De 1926 à 1932 à Los Angeles, les parcours chaotiques d’une gloire du cinéma muet, d’une starlette, d’un homme à tout faire mexicain et d’un musicien noir dans le Hollywood des années folles, patrie du rêve et de toutes les dépravations.

L’interminable première séquence est à l’image de ce que sera tout le film. Un pachydermique foutoir orgiaque où Damien Chazelle multiplie les mouvements de caméra, aussi spectaculaires que complètement vains, à la poursuite de personnages schématiques brossés à gros traits. Hormis la star du muet interprétée avec une certaine dérision par Brad Pitt, aucun des destins des trois autres personnages n’est vraiment développé et arrive à émouvoir.

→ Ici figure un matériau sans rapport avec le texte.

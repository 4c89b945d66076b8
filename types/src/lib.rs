//! Shared types for the Ahiru CSV playground
//!
//! All JS-facing types are exported to TypeScript via tsify.

pub mod config;
pub mod data;
pub mod messages;
pub mod ui;

pub use config::*;
pub use data::*;
pub use messages::*;
pub use ui::*;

À courir après plusieurs lièvres à la fois le cinéaste finit par se perdre, au point qu’il devient difficile de saisir ce qu’il cherche à nous raconter. Une histoire d’amour contrariée ? La grandeur et la décadence de deux parvenus dans une industrie cinématographique en pleine mutation ? Le passage du cinéma muet au parlant et ses conséquences pour les artistes et la manière de faire des films ? Les fêtes et les débauches monumentales du Hollywood des années folles ? Sans doute un peu tout cela mais sans que rien ne soit vraiment approfondi. Chazelle passe même sous silence l’année 1929 et son fameux crack boursier qui a pourtant grandement participé à la ruine de nombre de stars de l’époque du muet.

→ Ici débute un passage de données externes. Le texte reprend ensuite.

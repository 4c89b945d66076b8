//! Recording in-memory backend for lifecycle tests

#![allow(dead_code)]

use ahiru_engine::{Column, ColumnarResult, EngineBackend, EngineConnection, EngineError, Result};
use async_trait::async_trait;
use futures::channel::oneshot;
use serde_json::json;
use std::cell::{Cell, RefCell};
use std::rc::Rc;

/// Everything the engine was asked to do
#[derive(Default)]
pub struct Calls {
    pub instantiated: Cell<u32>,
    pub connected: Cell<u32>,
    pub registered: RefCell<Vec<(String, usize)>>,
    pub queries: RefCell<Vec<String>>,
    pub closed_connections: RefCell<Vec<u32>>,
    pub terminated: RefCell<Vec<u32>>,

    pub fail_instantiate: RefCell<Option<String>>,
    pub fail_next_query: RefCell<Option<String>>,
    pub next_result: RefCell<Option<ColumnarResult>>,
    /// When set, the next query waits for this before answering
    pub gate: RefCell<Option<oneshot::Receiver<()>>>,
    /// When set, instantiation waits for this
    pub init_gate: RefCell<Option<oneshot::Receiver<()>>>,
}

impl Calls {
    pub fn query_count(&self) -> usize {
        self.queries.borrow().len()
    }

    pub fn engine_calls(&self) -> usize {
        self.query_count() + self.registered.borrow().len()
    }

    pub fn hold_next_query(&self) -> oneshot::Sender<()> {
        let (tx, rx) = oneshot::channel();
        *self.gate.borrow_mut() = Some(rx);
        tx
    }

    pub fn hold_instantiate(&self) -> oneshot::Sender<()> {
        let (tx, rx) = oneshot::channel();
        *self.init_gate.borrow_mut() = Some(rx);
        tx
    }
}

#[derive(Clone, Default)]
pub struct MockConfig {
    pub calls: Rc<Calls>,
}

pub struct MockBackend {
    id: u32,
    calls: Rc<Calls>,
}

pub struct MockConnection {
    id: u32,
    calls: Rc<Calls>,
}

pub fn one_column(name: &str, values: Vec<serde_json::Value>) -> ColumnarResult {
    ColumnarResult::new(vec![Column {
        name: name.to_string(),
        values,
    }])
}

#[async_trait(?Send)]
impl EngineBackend for MockBackend {
    type Config = MockConfig;
    type Connection = MockConnection;

    async fn instantiate(config: &MockConfig) -> Result<Self> {
        let calls = Rc::clone(&config.calls);
        let gate = calls.init_gate.borrow_mut().take();
        if let Some(gate) = gate {
            gate.await.ok();
        }
        if let Some(reason) = calls.fail_instantiate.borrow().clone() {
            return Err(EngineError::Initialization(reason));
        }
        let id = calls.instantiated.get() + 1;
        calls.instantiated.set(id);
        Ok(Self { id, calls })
    }

    async fn connect(&self) -> Result<MockConnection> {
        self.calls.connected.set(self.calls.connected.get() + 1);
        Ok(MockConnection {
            id: self.id,
            calls: Rc::clone(&self.calls),
        })
    }

    async fn register_file_buffer(&self, name: &str, bytes: Vec<u8>) -> Result<()> {
        self.calls
            .registered
            .borrow_mut()
            .push((name.to_string(), bytes.len()));
        Ok(())
    }

    async fn terminate(self) -> Result<()> {
        self.calls.terminated.borrow_mut().push(self.id);
        Ok(())
    }
}

#[async_trait(?Send)]
impl EngineConnection for MockConnection {
    async fn query(&self, sql: &str) -> Result<ColumnarResult> {
        self.calls.queries.borrow_mut().push(sql.to_string());
        let gate = self.calls.gate.borrow_mut().take();
        if let Some(gate) = gate {
            gate.await.ok();
        }
        if let Some(reason) = self.calls.fail_next_query.borrow_mut().take() {
            return Err(EngineError::Engine(reason));
        }
        let result = self.calls.next_result.borrow_mut().take();
        Ok(result.unwrap_or_else(|| one_column("x", vec![json!(1)])))
    }

    async fn close(self) -> Result<()> {
        self.calls.closed_connections.borrow_mut().push(self.id);
        Ok(())
    }
}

Grande fresque, aussi baroque que boursouflée, mise en scène par un réalisateur doué qui semble perdre ses moyens à trop en avoir à sa disposition, Babylon se transforme rapidement en une œuvre sans âme où l’esbroufe et la provocation gratuite (on a droit au caca, pipi, vomi) tiennent lieu de fil conducteur et où le recyclage sert de moteur principal.
Quand il ne s’auto-cite pas musicalement (l’une des musiques récurrentes du film est une reprise à peine transformée d’une des partitions de La La Land), Damien Chazelle passe son temps à faire référence à ses glorieux ainés. En particulier à Chantons sous la pluie qu’il va jusqu’à plagier sans grâce (notamment lors de la très longue séquence de tournage en mode sonore avec Nellie LaRoy) et sans parvenir à ce que les deux films se répondent entre eux. Pire, dans un final abrutissant – qui mériterait l’Oscar de la fin la plus interminable de l’histoire du cinéma – il cite clairement ses sources, donnant à voir le fossé qui le sépare du film de Stanley Donen et se tirant, par la même occasion, une balle dans le pied. N’est pas Kubrick, ni Tarantino qui veut.
Devant un tel gâchis, c’est le titre d’une vieille chanson de Bill Deraime qui vient à l’esprit : Babylone tu déconnes.